• _WORK INSTRUCTIONS_
Repeat all of the material exactly, with no line missing.
RECORDS SHOWN START
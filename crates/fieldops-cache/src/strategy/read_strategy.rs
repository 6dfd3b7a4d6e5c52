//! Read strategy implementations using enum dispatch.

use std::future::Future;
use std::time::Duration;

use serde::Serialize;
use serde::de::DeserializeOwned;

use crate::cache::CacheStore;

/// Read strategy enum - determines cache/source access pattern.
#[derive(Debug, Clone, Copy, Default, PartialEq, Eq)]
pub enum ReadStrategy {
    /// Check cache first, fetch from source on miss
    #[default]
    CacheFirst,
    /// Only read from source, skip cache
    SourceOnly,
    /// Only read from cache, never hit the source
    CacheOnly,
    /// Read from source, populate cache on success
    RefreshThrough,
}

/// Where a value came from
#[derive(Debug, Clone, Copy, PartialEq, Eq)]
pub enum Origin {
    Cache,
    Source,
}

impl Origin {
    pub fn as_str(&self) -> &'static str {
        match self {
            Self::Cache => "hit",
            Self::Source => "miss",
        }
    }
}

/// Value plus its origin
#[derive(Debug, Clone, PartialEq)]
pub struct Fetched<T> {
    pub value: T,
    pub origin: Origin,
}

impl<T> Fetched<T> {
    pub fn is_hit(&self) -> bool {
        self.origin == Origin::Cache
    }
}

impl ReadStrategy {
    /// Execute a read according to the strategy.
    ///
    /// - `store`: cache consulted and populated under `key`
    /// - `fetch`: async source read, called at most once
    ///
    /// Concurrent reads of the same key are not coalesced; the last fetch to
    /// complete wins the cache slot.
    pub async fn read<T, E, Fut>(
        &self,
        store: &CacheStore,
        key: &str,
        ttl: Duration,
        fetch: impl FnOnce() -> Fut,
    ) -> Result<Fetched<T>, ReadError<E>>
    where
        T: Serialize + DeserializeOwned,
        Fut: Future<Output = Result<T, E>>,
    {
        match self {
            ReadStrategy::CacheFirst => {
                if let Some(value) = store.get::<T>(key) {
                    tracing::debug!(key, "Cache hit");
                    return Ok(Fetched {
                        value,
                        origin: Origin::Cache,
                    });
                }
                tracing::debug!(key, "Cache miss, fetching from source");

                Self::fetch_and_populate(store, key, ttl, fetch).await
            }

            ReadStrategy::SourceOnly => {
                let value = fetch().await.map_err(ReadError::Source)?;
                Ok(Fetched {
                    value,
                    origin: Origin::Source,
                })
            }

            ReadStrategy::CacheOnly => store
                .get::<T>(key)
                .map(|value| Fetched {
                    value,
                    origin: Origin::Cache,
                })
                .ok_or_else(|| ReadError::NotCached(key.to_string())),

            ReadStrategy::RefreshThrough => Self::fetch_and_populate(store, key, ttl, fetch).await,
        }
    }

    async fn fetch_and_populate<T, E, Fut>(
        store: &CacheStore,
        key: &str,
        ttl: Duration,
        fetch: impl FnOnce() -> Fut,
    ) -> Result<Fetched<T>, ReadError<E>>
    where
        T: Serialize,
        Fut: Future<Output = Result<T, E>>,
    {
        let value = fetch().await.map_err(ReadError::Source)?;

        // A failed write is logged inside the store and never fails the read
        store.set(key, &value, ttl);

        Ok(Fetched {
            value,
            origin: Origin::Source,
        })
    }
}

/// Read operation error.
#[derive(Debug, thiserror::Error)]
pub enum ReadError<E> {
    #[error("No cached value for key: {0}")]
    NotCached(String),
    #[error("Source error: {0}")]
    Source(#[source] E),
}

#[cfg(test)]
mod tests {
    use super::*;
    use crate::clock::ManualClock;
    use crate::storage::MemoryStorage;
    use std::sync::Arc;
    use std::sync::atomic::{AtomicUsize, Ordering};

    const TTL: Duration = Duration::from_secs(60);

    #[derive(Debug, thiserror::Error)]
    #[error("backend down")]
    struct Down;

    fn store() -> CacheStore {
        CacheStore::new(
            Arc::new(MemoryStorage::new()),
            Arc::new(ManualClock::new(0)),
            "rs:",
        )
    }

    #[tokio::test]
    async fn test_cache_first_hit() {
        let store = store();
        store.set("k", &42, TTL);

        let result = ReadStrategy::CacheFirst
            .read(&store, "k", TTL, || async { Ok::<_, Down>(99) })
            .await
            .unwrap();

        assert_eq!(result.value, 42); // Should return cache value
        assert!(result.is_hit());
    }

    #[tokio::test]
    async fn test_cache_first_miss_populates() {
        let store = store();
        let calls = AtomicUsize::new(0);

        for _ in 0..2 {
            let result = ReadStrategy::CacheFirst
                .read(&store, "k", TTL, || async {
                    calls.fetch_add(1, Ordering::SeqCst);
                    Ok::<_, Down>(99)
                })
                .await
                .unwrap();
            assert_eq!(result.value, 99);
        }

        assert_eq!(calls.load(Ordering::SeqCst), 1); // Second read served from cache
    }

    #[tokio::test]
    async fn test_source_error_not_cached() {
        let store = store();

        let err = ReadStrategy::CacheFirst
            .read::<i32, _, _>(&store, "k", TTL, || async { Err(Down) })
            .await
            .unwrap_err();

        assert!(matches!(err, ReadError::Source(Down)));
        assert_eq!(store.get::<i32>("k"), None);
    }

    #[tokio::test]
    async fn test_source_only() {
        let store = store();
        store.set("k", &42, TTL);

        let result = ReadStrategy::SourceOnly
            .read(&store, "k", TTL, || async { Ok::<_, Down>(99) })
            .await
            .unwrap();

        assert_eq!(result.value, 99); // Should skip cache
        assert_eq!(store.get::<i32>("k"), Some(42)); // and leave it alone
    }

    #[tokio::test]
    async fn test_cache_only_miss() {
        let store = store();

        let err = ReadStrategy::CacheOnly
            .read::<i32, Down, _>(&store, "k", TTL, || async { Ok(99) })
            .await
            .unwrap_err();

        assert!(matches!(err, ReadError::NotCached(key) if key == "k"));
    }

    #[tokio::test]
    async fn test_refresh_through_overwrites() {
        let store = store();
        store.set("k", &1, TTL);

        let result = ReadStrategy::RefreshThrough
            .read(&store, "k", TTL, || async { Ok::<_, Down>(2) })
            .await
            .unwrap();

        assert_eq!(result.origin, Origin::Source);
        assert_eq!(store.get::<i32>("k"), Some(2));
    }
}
RECORDS SHOWN END
• _COMPLETED TASK_
filename crates/fieldops-cache/src/strategy/read_strategy.rs
repository 6dfd3b7a4d6e5c52
//! Read strategy implementations using enum dispatch.

use std::future::Future;
use std::time::Duration;

use serde::Serialize;
use serde::de::DeserializeOwned;

use crate::cache::CacheStore;

/// Read strategy enum - determines cache/source access pattern.
#[derive(Debug, Clone, Copy, Default, PartialEq, Eq)]
pub enum ReadStrategy {
    /// Check cache first, fetch from source on miss
    #[default]
    CacheFirst,
    /// Only read from source, skip cache
    SourceOnly,
    /// Only read from cache, never hit the source
    CacheOnly,
    /// Read from source, populate cache on success
    RefreshThrough,
}

/// Where a value came from
#[derive(Debug, Clone, Copy, PartialEq, Eq)]
pub enum Origin {
    Cache,
    Source,
}

impl Origin {
    pub fn as_str(&self) -> &'static str {
        match self {
            Self::Cache => "hit",
            Self::Source => "miss",
        }
    }
}

/// Value plus its origin
#[derive(Debug, Clone, PartialEq)]
pub struct Fetched<T> {
    pub value: T,
    pub origin: Origin,
}

impl<T> Fetched<T> {
    pub fn is_hit(&self) -> bool {
        self.origin == Origin::Cache
    }
}

impl ReadStrategy {
    /// Execute a read according to the strategy.
    ///
    /// - `store`: cache consulted and populated under `key`
    /// - `fetch`: async source read, called at most once
    ///
    /// Concurrent reads of the same key are not coalesced; the last fetch to
    /// complete wins the cache slot.
    pub async fn read<T, E, Fut>(
        &self,
        store: &CacheStore,
        key: &str,
        ttl: Duration,
        fetch: impl FnOnce() -> Fut,
    ) -> Result<Fetched<T>, ReadError<E>>
    where
        T: Serialize + DeserializeOwned,
        Fut: Future<Output = Result<T, E>>,
    {
        match self {
            ReadStrategy::CacheFirst => {
                if let Some(value) = store.get::<T>(key) {
                    tracing::debug!(key, "Cache hit");
                    return Ok(Fetched {
                        value,
                        origin: Origin::Cache,
                    });
                }
                tracing::debug!(key, "Cache miss, fetching from source");

                Self::fetch_and_populate(store, key, ttl, fetch).await
            }

            ReadStrategy::SourceOnly => {
                let value = fetch().await.map_err(ReadError::Source)?;
                Ok(Fetched {
                    value,
                    origin: Origin::Source,
                })
            }

            ReadStrategy::CacheOnly => store
                .get::<T>(key)
                .map(|value| Fetched {
                    value,
                    origin: Origin::Cache,
                })
                .ok_or_else(|| ReadError::NotCached(key.to_string())),

            ReadStrategy::RefreshThrough => Self::fetch_and_populate(store, key, ttl, fetch).await,
        }
    }

    async fn fetch_and_populate<T, E, Fut>(
        store: &CacheStore,
        key: &str,
        ttl: Duration,
        fetch: impl FnOnce() -> Fut,
    ) -> Result<Fetched<T>, ReadError<E>>
    where
        T: Serialize,
        Fut: Future<Output = Result<T, E>>,
    {
        let value = fetch().await.map_err(ReadError::Source)?;

        // A failed write is logged inside the store and never fails the read
        store.set(key, &value, ttl);

        Ok(Fetched {
            value,
            origin: Origin::Source,
        })
    }
}

/// Read operation error.
#[derive(Debug, thiserror::Error)]
pub enum ReadError<E> {
    #[error("No cached value for key: {0}")]
    NotCached(String),
    #[error("Source error: {0}")]
    Source(#[source] E),
}

#[cfg(test)]
mod tests {
    use super::*;
    use crate::clock::ManualClock;
    use crate::storage::MemoryStorage;
    use std::sync::Arc;
    use std::sync::atomic::{AtomicUsize, Ordering};

    const TTL: Duration = Duration::from_secs(60);

    #[derive(Debug, thiserror::Error)]
    #[error("backend down")]
    struct Down;

    fn store() -> CacheStore {
        CacheStore::new(
            Arc::new(MemoryStorage::new()),
            Arc::new(ManualClock::new(0)),
            "rs:",
        )
    }

    #[tokio::test]
    async fn test_cache_first_hit() {
        let store = store();
        store.set("k", &42, TTL);

        let result = ReadStrategy::CacheFirst
            .read(&store, "k", TTL, || async { Ok::<_, Down>(99) })
            .await
            .unwrap();

        assert_eq!(result.value, 42); // Should return cache value
        assert!(result.is_hit());
    }

    #[tokio::test]
    async fn test_cache_first_miss_populates() {
        let store = store();
        let calls = AtomicUsize::new(0);

        for _ in 0..2 {
            let result = ReadStrategy::CacheFirst
                .read(&store, "k", TTL, || async {
                    calls.fetch_add(1, Ordering::SeqCst);
                    Ok::<_, Down>(99)
                })
                .await
                .unwrap();
            assert_eq!(result.value, 99);
        }

        assert_eq!(calls.load(Ordering::SeqCst), 1); // Second read served from cache
    }

    #[tokio::test]
    async fn test_source_error_not_cached() {
        let store = store();

        let err = ReadStrategy::CacheFirst
            .read::<i32, _, _>(&store, "k", TTL, || async { Err(Down) })
            .await
            .unwrap_err();

        assert!(matches!(err, ReadError::Source(Down)));
        assert_eq!(store.get::<i32>("k"), None);
    }

    #[tokio::test]
    async fn test_source_only() {
        let store = store();
        store.set("k", &42, TTL);

        let result = ReadStrategy::SourceOnly
            .read(&store, "k", TTL, || async { Ok::<_, Down>(99) })
            .await
            .unwrap();

        assert_eq!(result.value, 99); // Should skip cache
        assert_eq!(store.get::<i32>("k"), Some(42)); // and leave it alone
    }

    #[tokio::test]
    async fn test_cache_only_miss() {
        let store = store();

        let err = ReadStrategy::CacheOnly
            .read::<i32, Down, _>(&store, "k", TTL, || async { Ok(99) })
            .await
            .unwrap_err();

        assert!(matches!(err, ReadError::NotCached(key) if key == "k"));
    }

    #[tokio::test]
    async fn test_refresh_through_overwrites() {
        let store = store();
        store.set("k", &1, TTL);

        let result = ReadStrategy::RefreshThrough
            .read(&store, "k", TTL, || async { Ok::<_, Down>(2) })
            .await
            .unwrap();

        assert_eq!(result.origin, Origin::Source);
        assert_eq!(store.get::<i32>("k"), Some(2));
    }
}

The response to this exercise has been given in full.